» ASSIGNMENT: The answer must consist of every line from the data that holds the string "them".

(Dataset entries)

★ ★ ★ ★

//! # Core Type Definitions
//!
//! This module contains the shared types of the topology core:
//! - Graph identifiers and node snapshots (`NodeId`, `Node`)
//! - Attribute maps with dotted-path access (`Metadata`)
//! - Error types (`TopologyError`)
//!
//! ## Determinism Guarantees
//!
//! Attribute maps are backed by `serde_json::Map`, which is a `BTreeMap`
//! in this workspace: iteration and serialization follow key order.

use serde::{Deserialize, Serialize};
use serde_json::{Map, Value};
use std::fmt;
use thiserror::Error;

// =============================================================================
// GRAPH IDENTIFIERS
// =============================================================================

/// Identifier of a node in the topology graph.
///
/// Identifiers are chosen by the producer of the node (for daemon nodes the
/// synchronizer derives them from the record), so re-creating a node under
/// the same identifier updates it in place.
#[derive(Debug, Clone, PartialEq, Eq, PartialOrd, Ord, Hash, Serialize, Deserialize)]
pub struct NodeId(pub String);

impl NodeId {
    /// Create a new identifier.
    #[must_use]
    pub fn new(id: impl Into<String>) -> Self {
        Self(id.into())
    }

    /// Get the identifier as a string slice.
    #[must_use]
    pub fn as_str(&self) -> &str {
        &self.0
    }
}

impl fmt::Display for NodeId {
    fn fmt(&self, f: &mut fmt::Formatter<'_>) -> fmt::Result {
        f.write_str(&self.0)
    }
}

// =============================================================================
// METADATA
// =============================================================================

/// Attributes of a node or an edge.
///
/// Keys passed to [`Metadata::get_field`] and [`Metadata::set_field`] are
/// dotted paths: `Software.Ceph.OSD.metadata` addresses the `metadata` entry
/// of the `OSD` map nested under `Ceph` under `Software`.
#[derive(Debug, Clone, Default, PartialEq, Serialize, Deserialize)]
#[serde(transparent)]
pub struct Metadata(Map<String, Value>);

impl Metadata {
    /// Create an empty attribute map.
    #[must_use]
    pub fn new() -> Self {
        Self::default()
    }

    /// Build an attribute map from top-level `(key, value)` pairs.
    pub fn from_pairs<K, I>(pairs: I) -> Self
    where
        K: Into<String>,
        I: IntoIterator<Item = (K, Value)>,
    {
        Self(pairs.into_iter().map(|(k, v)| (k.into(), v)).collect())
    }

    /// Look up a value by dotted path.
    #[must_use]
    pub fn get_field(&self, path: &str) -> Option<&Value> {
        let mut segments = path.split('.');
        let first = segments.next()?;
        let mut current = self.0.get(first)?;
        for segment in segments {
            current = current.as_object()?.get(segment)?;
        }
        Some(current)
    }

    /// Look up a string value by dotted path.
    #[must_use]
    pub fn get_str(&self, path: &str) -> Option<&str> {
        self.get_field(path).and_then(Value::as_str)
    }

    /// Set a value at a dotted path, creating intermediate maps.
    ///
    /// An intermediate segment holding a non-map value is replaced by a map.
    pub fn set_field(&mut self, path: &str, value: Value) {
        let mut segments: Vec<&str> = path.split('.').collect();
        let Some(last) = segments.pop() else {
            return;
        };

        let mut current = &mut self.0;
        for segment in segments {
            let entry = current
                .entry(segment.to_string())
                .or_insert_with(|| Value::Object(Map::new()));
            if !entry.is_object() {
                *entry = Value::Object(Map::new());
            }
            current = match entry {
                Value::Object(map) => map,
                _ => return,
            };
        }
        current.insert(last.to_string(), value);
    }

    /// Merge top-level entries of `other` into this map, overwriting.
    pub fn extend(&mut self, other: Map<String, Value>) {
        self.0.extend(other);
    }

    /// Iterate over top-level entries in key order.
    pub fn iter(&self) -> impl Iterator<Item = (&String, &Value)> {
        self.0.iter()
    }

    /// Consume the map, returning the underlying JSON object.
    #[must_use]
    pub fn into_inner(self) -> Map<String, Value> {
        self.0
    }
}

impl From<Map<String, Value>> for Metadata {
    fn from(map: Map<String, Value>) -> Self {
        Self(map)
    }
}

// =============================================================================
// NODE
// =============================================================================

/// A point-in-time copy of a graph node.
///
/// Graph implementations hand out owned snapshots; mutating a `Node` does
/// not change the graph.
#[derive(Debug, Clone, PartialEq, Serialize, Deserialize)]
pub struct Node {
    /// The node identifier.
    pub id: NodeId,
    /// The node attributes.
    pub metadata: Metadata,
}

impl Node {
    /// Create a new node snapshot.
    #[must_use]
    pub fn new(id: NodeId, metadata: Metadata) -> Self {
        Self { id, metadata }
    }

    /// Convenience accessor for a string attribute.
    #[must_use]
    pub fn get_str(&self, path: &str) -> Option<&str> {
        self.metadata.get_str(path)
    }
}

// =============================================================================
// ERROR TYPES
// =============================================================================

/// Errors that can occur while collecting, decoding or rendering topology.
///
/// None of them is fatal to a running agent: collection and decode errors
/// skip a cycle, resolution errors fail a single record and leave the
/// rendered-version ledger untouched so the next event retries the pass.
#[derive(Debug, Error)]
pub enum TopologyError {
    /// An external command failed or returned unparsable output.
    #[error("Collection error: {0}")]
    Collection(String),

    /// A stored snapshot blob could not be decoded.
    #[error("Decode error: {0}")]
    Decode(String),

    /// A snapshot or record could not be serialized.
    #[error("Encode error: {0}")]
    Encode(String),

    /// No host node matches the record's host field.
    #[error("Cannot find any node for host {0}")]
    HostNotFound(String),

    /// A declared interface does not resolve under the host node.
    #[error("{host}: missing interface {reference}")]
    InterfaceNotFound {
        /// Host name of the record.
        host: String,
        /// Interface name or address that failed to resolve.
        reference: String,
    },

    /// An IPv4 address could not be extracted from a daemon address.
    #[error("Cannot extract IP address from {0:?}")]
    AddressParse(String),

    /// A render pass finished with failed records.
    #[error("Rendering of {kind} for cluster {identity} incomplete: {failed} record(s) failed")]
    PartialRender {
        /// Cluster identity (fsid).
        identity: String,
        /// Snapshot kind of the pass.
        kind: String,
        /// Number of failed records.
        failed: usize,
    },

    /// The requested node was not found in the graph.
    #[error("Node not found: {0}")]
    NodeNotFound(NodeId),

    /// Invalid agent configuration.
    #[error("Configuration error: {0}")]
    Config(String),

    /// An I/O error occurred.
    #[error("I/O error: {0}")]
    Io(String),
}

// =============================================================================
// TESTS
// =============================================================================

★ ★ ★ ★

» RESPONSE:
/// synchronizer derives them from the record), so re-creating a node under
/// None of them is fatal to a running agent: collection and decode errors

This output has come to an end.